(Stored data entries)
--

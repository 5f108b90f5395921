use std::{
    collections::{BTreeMap, HashMap},
    sync::{Arc, OnceLock},
};

use askama::Template;

use crate::{
    markup::Markup,
    navigation::retrieve_redirect,
    store::StoreSnapshot,
};

/// PageId
///
/// Every page the console can render.
#[derive(Debug, Clone, Copy, PartialEq, Eq, Hash, PartialOrd, Ord)]
pub enum PageId {
    Login,
    Setup,
    Healthz,
    CliAuth,
    Workspaces,
    Templates,
    Template,
    CreateWorkspace,
    TemplateSettings,
    Users,
    CreateUser,
    Audit,
    SettingsLayout,
    Account,
    Security,
    SshKeys,
    Workspace,
    WorkspaceSchedule,
    Terminal,
    WorkspaceAppError,
    WorkspaceBuild,
    NotFound,
}

impl PageId {
    pub const ALL: [PageId; 22] = [
        PageId::Login,
        PageId::Setup,
        PageId::Healthz,
        PageId::CliAuth,
        PageId::Workspaces,
        PageId::Templates,
        PageId::Template,
        PageId::CreateWorkspace,
        PageId::TemplateSettings,
        PageId::Users,
        PageId::CreateUser,
        PageId::Audit,
        PageId::SettingsLayout,
        PageId::Account,
        PageId::Security,
        PageId::SshKeys,
        PageId::Workspace,
        PageId::WorkspaceSchedule,
        PageId::Terminal,
        PageId::WorkspaceAppError,
        PageId::WorkspaceBuild,
        PageId::NotFound,
    ];

    /// Component name, as the front end knows the page.
    pub fn name(self) -> &'static str {
        match self {
            PageId::Login => "LoginPage",
            PageId::Setup => "SetupPage",
            PageId::Healthz => "HealthzPage",
            PageId::CliAuth => "CliAuthenticationPage",
            PageId::Workspaces => "WorkspacesPage",
            PageId::Templates => "TemplatesPage",
            PageId::Template => "TemplatePage",
            PageId::CreateWorkspace => "CreateWorkspacePage",
            PageId::TemplateSettings => "TemplateSettingsPage",
            PageId::Users => "UsersPage",
            PageId::CreateUser => "CreateUserPage",
            PageId::Audit => "AuditPage",
            PageId::SettingsLayout => "SettingsLayout",
            PageId::Account => "AccountPage",
            PageId::Security => "SecurityPage",
            PageId::SshKeys => "SSHKeysPage",
            PageId::Workspace => "WorkspacePage",
            PageId::WorkspaceSchedule => "WorkspaceSchedulePage",
            PageId::Terminal => "TerminalPage",
            PageId::WorkspaceAppError => "WorkspaceAppErrorPage",
            PageId::WorkspaceBuild => "WorkspaceBuildPage",
            PageId::NotFound => "NotFoundPage",
        }
    }

    pub fn title(self) -> &'static str {
        match self {
            PageId::Login => "Sign in",
            PageId::Setup => "Set up your account",
            PageId::Healthz => "Health",
            PageId::CliAuth => "CLI authentication",
            PageId::Workspaces => "Workspaces",
            PageId::Templates => "Templates",
            PageId::Template => "Template",
            PageId::CreateWorkspace => "Create workspace",
            PageId::TemplateSettings => "Template settings",
            PageId::Users => "Users",
            PageId::CreateUser => "Create user",
            PageId::Audit => "Audit",
            PageId::SettingsLayout => "Settings",
            PageId::Account => "Account",
            PageId::Security => "Security",
            PageId::SshKeys => "SSH keys",
            PageId::Workspace => "Workspace",
            PageId::WorkspaceSchedule => "Workspace schedule",
            PageId::Terminal => "Terminal",
            PageId::WorkspaceAppError => "Application error",
            PageId::WorkspaceBuild => "Build",
            PageId::NotFound => "Not found",
        }
    }

    /// Heavy pages are loaded on first use.
    pub fn loads_lazily(self) -> bool {
        matches!(
            self,
            PageId::Workspaces
                | PageId::CreateWorkspace
                | PageId::Audit
                | PageId::Terminal
                | PageId::WorkspaceAppError
        )
    }
}

/// RenderContext
///
/// What a page gets to look at while rendering.
pub struct RenderContext<'a> {
    pub page: PageId,
    /// The full requested location, query included.
    pub location: &'a str,
    pub params: &'a BTreeMap<String, String>,
    pub snapshot: &'a StoreSnapshot,
    /// The matched child route, for layout pages.
    pub outlet: Option<Markup>,
}

impl RenderContext<'_> {
    pub fn param(&self, name: &str) -> Option<&str> {
        self.params.get(name).map(String::as_str)
    }
}

/// Renderable
///
/// The capability every page provides. How the implementation gets loaded is
/// its own business (see [`EagerPage`] and [`LazyPage`]).
pub trait Renderable: Send + Sync {
    fn render(&self, ctx: &RenderContext<'_>) -> Markup;
}

/// PageView
///
/// The server-side view of a page: a titled container carrying the route
/// parameters as data attributes for the client bundle to hydrate.
#[derive(Debug, Clone, Copy)]
pub struct PageView;

#[derive(Template)]
#[template(path = "page.html")]
struct PageTemplate<'a> {
    name: &'static str,
    title: &'static str,
    params: Vec<(&'a str, &'a str)>,
    body: PageBody,
    outlet: Option<&'a Markup>,
}

/// Page-specific content under the heading.
enum PageBody {
    Login(String),
    NotFound,
    Healthz,
    Plain,
}

impl Renderable for PageView {
    fn render(&self, ctx: &RenderContext<'_>) -> Markup {
        let params = ctx
            .params
            .iter()
            .map(|(name, value)| {
                let name = if name == "*" { "splat" } else { name.as_str() };
                (name, value.as_str())
            })
            .collect();
        let body = match ctx.page {
            PageId::Login => PageBody::Login(retrieve_redirect(ctx.location)),
            PageId::NotFound => PageBody::NotFound,
            PageId::Healthz => PageBody::Healthz,
            _ => PageBody::Plain,
        };

        Markup::from_template(&PageTemplate {
            name: ctx.page.name(),
            title: ctx.page.title(),
            params,
            body,
            outlet: ctx.outlet.as_ref(),
        })
    }
}

/// EagerPage
///
/// A page whose implementation is ready from the start.
pub struct EagerPage {
    view: Box<dyn Renderable>,
}

impl EagerPage {
    pub fn new(view: impl Renderable + 'static) -> Self {
        Self {
            view: Box::new(view),
        }
    }
}

impl Renderable for EagerPage {
    fn render(&self, ctx: &RenderContext<'_>) -> Markup {
        self.view.render(ctx)
    }
}

type PageLoader = Box<dyn Fn() -> Box<dyn Renderable> + Send + Sync>;

/// LazyPage
///
/// A page whose implementation is produced by its loader on first render and
/// reused afterwards.
pub struct LazyPage {
    page: PageId,
    loader: PageLoader,
    loaded: OnceLock<Box<dyn Renderable>>,
}

impl LazyPage {
    pub fn new<F>(page: PageId, loader: F) -> Self
    where
        F: Fn() -> Box<dyn Renderable> + Send + Sync + 'static,
    {
        Self {
            page,
            loader: Box::new(loader),
            loaded: OnceLock::new(),
        }
    }

    pub fn is_loaded(&self) -> bool {
        self.loaded.get().is_some()
    }
}

impl Renderable for LazyPage {
    fn render(&self, ctx: &RenderContext<'_>) -> Markup {
        let view = self.loaded.get_or_init(|| {
            tracing::debug!(page = self.page.name(), "loading page module");
            (self.loader)()
        });
        view.render(ctx)
    }
}

/// PageRegistry
///
/// Maps page ids to their implementations, independently of the route table.
#[derive(Clone, Default)]
pub struct PageRegistry {
    pages: HashMap<PageId, Arc<dyn Renderable>>,
}

impl PageRegistry {
    pub fn empty() -> Self {
        Self::default()
    }

    /// Every page as a [`PageView`], lazy where [`PageId::loads_lazily`] says so.
    pub fn standard() -> Self {
        let mut registry = Self::empty();
        for page in PageId::ALL {
            if page.loads_lazily() {
                registry.register(page, LazyPage::new(page, || Box::new(PageView)));
            } else {
                registry.register(page, EagerPage::new(PageView));
            }
        }
        registry
    }

    pub fn register(&mut self, page: PageId, renderable: impl Renderable + 'static) -> &mut Self {
        self.pages.insert(page, Arc::new(renderable));
        self
    }

    /// Renders through the registered implementation, or a plain [`PageView`]
    /// when none was registered.
    pub fn render(&self, ctx: &RenderContext<'_>) -> Markup {
        match self.pages.get(&ctx.page) {
            Some(renderable) => renderable.render(ctx),
            None => PageView.render(ctx),
        }
    }
}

--

Out of the entries, pull every line that mentions "EagerPage".

/// its own business (see [`EagerPage`] and [`LazyPage`]).
/// EagerPage
pub struct EagerPage {
impl EagerPage {
impl Renderable for EagerPage {
                registry.register(page, EagerPage::new(PageView));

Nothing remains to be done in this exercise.